The Univisión guys had it right when they said, "For Sweden, a tie with the taste of defeat."

I couldn’t help but note that the Swedes cut out the stupid drama once every second started to matter.

Anyway, I enjoyed the game. Carlos couldn’t believe that I barely glanced over when Thomas hit a two-run homer off Mussina in the second. He shouldn’t worry. Baseball is still a far superior game to soccer, as is football and basketball. (I used to think hockey, too, but the impossibility of getting non-hockey fans to enjoy a hockey game has taught me otherwise.) But soccer can have its points.

So how to improve the game? Easy. Take all 22 players from both teams before a game. Shoot one of ‘em. Play. Then you’ll have something well worth watching.

Posted by coyu at June 10, 2006 10:38 PM
Comments

Other than Germany none of the tradtional powerhouse teams have played well in their first game. Sweden was the worst, but England also did poorly and Argentina was hardly impressive. I am keeping separate blog post with open comments for each game I see.

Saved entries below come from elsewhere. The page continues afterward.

use std::fs::File;
use std::io::Error;
use std::path::Path;

pub const BOOKING_HEADER: [&str; 5] = [
    "booking_id",
    "booking_amount",
    "percent_rate",
    "flat_amount",
    "max_payout",
];

pub const CLICK_HEADER: [&str; 6] = [
    "id",
    "creator_id",
    "listing_id",
    "clicked_at",
    "window_days",
    "status",
];

/// Writes `rows` bookings alternating between percent, flat and capped terms.
pub fn generate_bookings_csv(path: &Path, rows: usize) -> Result<(), Error> {
    let file = File::create(path)?;
    let mut wtr = csv::WriterBuilder::new().from_writer(file);

    wtr.write_record(BOOKING_HEADER)?;

    for i in 1..=rows {
        let id = i.to_string();
        let amount = format!("{}.{:02}", 100 + i % 900, i % 100);
        match i % 3 {
            0 => wtr.write_record([id.as_str(), amount.as_str(), "0.12", "", ""])?,
            1 => wtr.write_record([id.as_str(), amount.as_str(), "", "45", ""])?,
            _ => wtr.write_record([id.as_str(), amount.as_str(), "0.25", "", "150"])?,
        }
    }

    wtr.flush()?;
    Ok(())
}

/// Writes `rows` active clicks, one per day starting at `first_day` (YYYY-MM-DD).
pub fn generate_clicks_csv(
    path: &Path,
    rows: usize,
    first_day: &str,
    window_days: u32,
) -> Result<(), Error> {
    let start = chrono::NaiveDate::parse_from_str(first_day, "%Y-%m-%d")
        .map_err(|e| Error::new(std::io::ErrorKind::InvalidInput, e))?;
    let file = File::create(path)?;
    let mut wtr = csv::WriterBuilder::new().from_writer(file);

    wtr.write_record(CLICK_HEADER)?;

    for (offset, i) in (1..=rows).enumerate() {
        let day = start + chrono::Days::new(offset as u64);
        wtr.write_record([
            i.to_string(),
            "1".to_string(),
            "1".to_string(),
            format!("{}T12:00:00Z", day),
            window_days.to_string(),
            "active".to_string(),
        ])?;
    }

    wtr.flush()?;
    Ok(())
}
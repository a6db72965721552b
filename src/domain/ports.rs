use super::referral::{CollaborationOffer, ReferralClick};
use crate::error::Result;
use async_trait::async_trait;
use chrono::{DateTime, Utc};
use std::sync::Arc;

/// Source of "now" for window checks, sweeps and rate limiting.
pub trait Clock: Send + Sync {
    fn now(&self) -> DateTime<Utc>;
}

#[async_trait]
pub trait ClickStore: Send + Sync {
    async fn store(&self, click: ReferralClick) -> Result<()>;
    async fn get(&self, click_id: u32) -> Result<Option<ReferralClick>>;
    /// Every stored click, ordered by id.
    async fn get_all(&self) -> Result<Vec<ReferralClick>>;
}

#[async_trait]
pub trait OfferStore: Send + Sync {
    async fn store(&self, offer: CollaborationOffer) -> Result<()>;
    async fn get(&self, offer_id: u32) -> Result<Option<CollaborationOffer>>;
    /// Every stored offer, ordered by id.
    async fn get_all(&self) -> Result<Vec<CollaborationOffer>>;
}

pub type ClickStoreBox = Box<dyn ClickStore>;
pub type OfferStoreBox = Box<dyn OfferStore>;
pub type ClockRef = Arc<dyn Clock>;
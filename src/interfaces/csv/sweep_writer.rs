use crate::application::engine::SweepReport;
use crate::error::Result;
use serde::Serialize;
use std::io::Write;

#[derive(Debug, Serialize)]
struct SweepRow<'a> {
    kind: &'a str,
    id: u32,
    status: &'a str,
}

/// Writes a sweep report as `kind,id,status` rows.
pub struct SweepWriter<W: Write> {
    writer: csv::Writer<W>,
}

impl<W: Write> SweepWriter<W> {
    pub fn new(sink: W) -> Self {
        Self {
            writer: csv::WriterBuilder::new()
                .has_headers(false)
                .from_writer(sink),
        }
    }

    pub fn write_report(&mut self, report: &SweepReport) -> Result<()> {
        // Header first so an empty sweep still produces a parseable file.
        self.writer.write_record(["kind", "id", "status"])?;
        let clicks = report.expired_clicks.iter().map(|id| ("click", *id));
        let offers = report.expired_offers.iter().map(|id| ("offer", *id));
        for (kind, id) in clicks.chain(offers) {
            self.writer.serialize(SweepRow {
                kind,
                id,
                status: "expired",
            })?;
        }
        self.writer.flush()?;
        Ok(())
    }
}

#[cfg(test)]
mod tests {
    use super::*;

    #[test]
    fn test_write_report() {
        let report = SweepReport {
            expired_clicks: vec![3, 8],
            expired_offers: vec![21],
        };
        let mut out = Vec::new();
        SweepWriter::new(&mut out).write_report(&report).unwrap();

        assert_eq!(
            String::from_utf8(out).unwrap(),
            "kind,id,status\nclick,3,expired\nclick,8,expired\noffer,21,expired\n"
        );
    }

    #[test]
    fn test_write_empty_report() {
        let mut out = Vec::new();
        SweepWriter::new(&mut out)
            .write_report(&SweepReport::default())
            .unwrap();

        assert_eq!(String::from_utf8(out).unwrap(), "kind,id,status\n");
    }
}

Posted by: Otto Pohl at June 11, 2006 05:59 AM

I know this is spitting into the wind, but it was actually a great game. The fact that no one scored is part of why it was such a great game; Shaka Hislop made some amazing saves and T&T managed to bend but not break under intense pressure. If last year's Packers had managed to hold the Colts to a couple of field goals, would you have complained that it was a crappy game?

(And it's not like Wilhelmsson actually took a dive to pick up the second yellow card on John. It was a *little* harsh to card him, but there's no question it was a foul.)

Posted by: Josh at June 11, 2006 07:40 AM

As a (novice-in-the-world-of-football female) Trinbagonian [living in Romania btw], I must say, I was very proud of the representatives of my tiny country. Especially after that childish "display" mentioned in the post. Keep up the great work boys!
p.s.
We're not too bad at Int'l cricket too :)
Kads

Posted by: kads at June 11, 2006 01:58 PM

Josh, you know, I was explicitly comparing it to a Colts game at the time, saying, "And Vanderjagt shanks!" at the appropriate moments. Noel can testify.

In my opinion, it would be as if the Colts, despite making it into the red zone repeatedly, never managed to rack up any points -- Manning choking, the receivers fumbling sure TDs, Vanderjagt shanking yet again, Dungy going for fourth and inches and being blocked -- while the Packers, after losing a running back in the second half, never manage to cross midfield.

(And it would have to remain scoreless, because last time I checked, a 3-0 gridiron game still counted as a W for the team with the FG.)

That wouldn't be an exciting game to me. That would have been an inept game. I've seen gridiron games like that, and yes, they were crappy.

As for the foul, how can you tell? Seriously. The logic is not apparent to someone whose penalty instincts were shaped by the gridiron.

Kads, you'll be pleased to know I watched the game with two Trinidad supporters! But that's Noel's story.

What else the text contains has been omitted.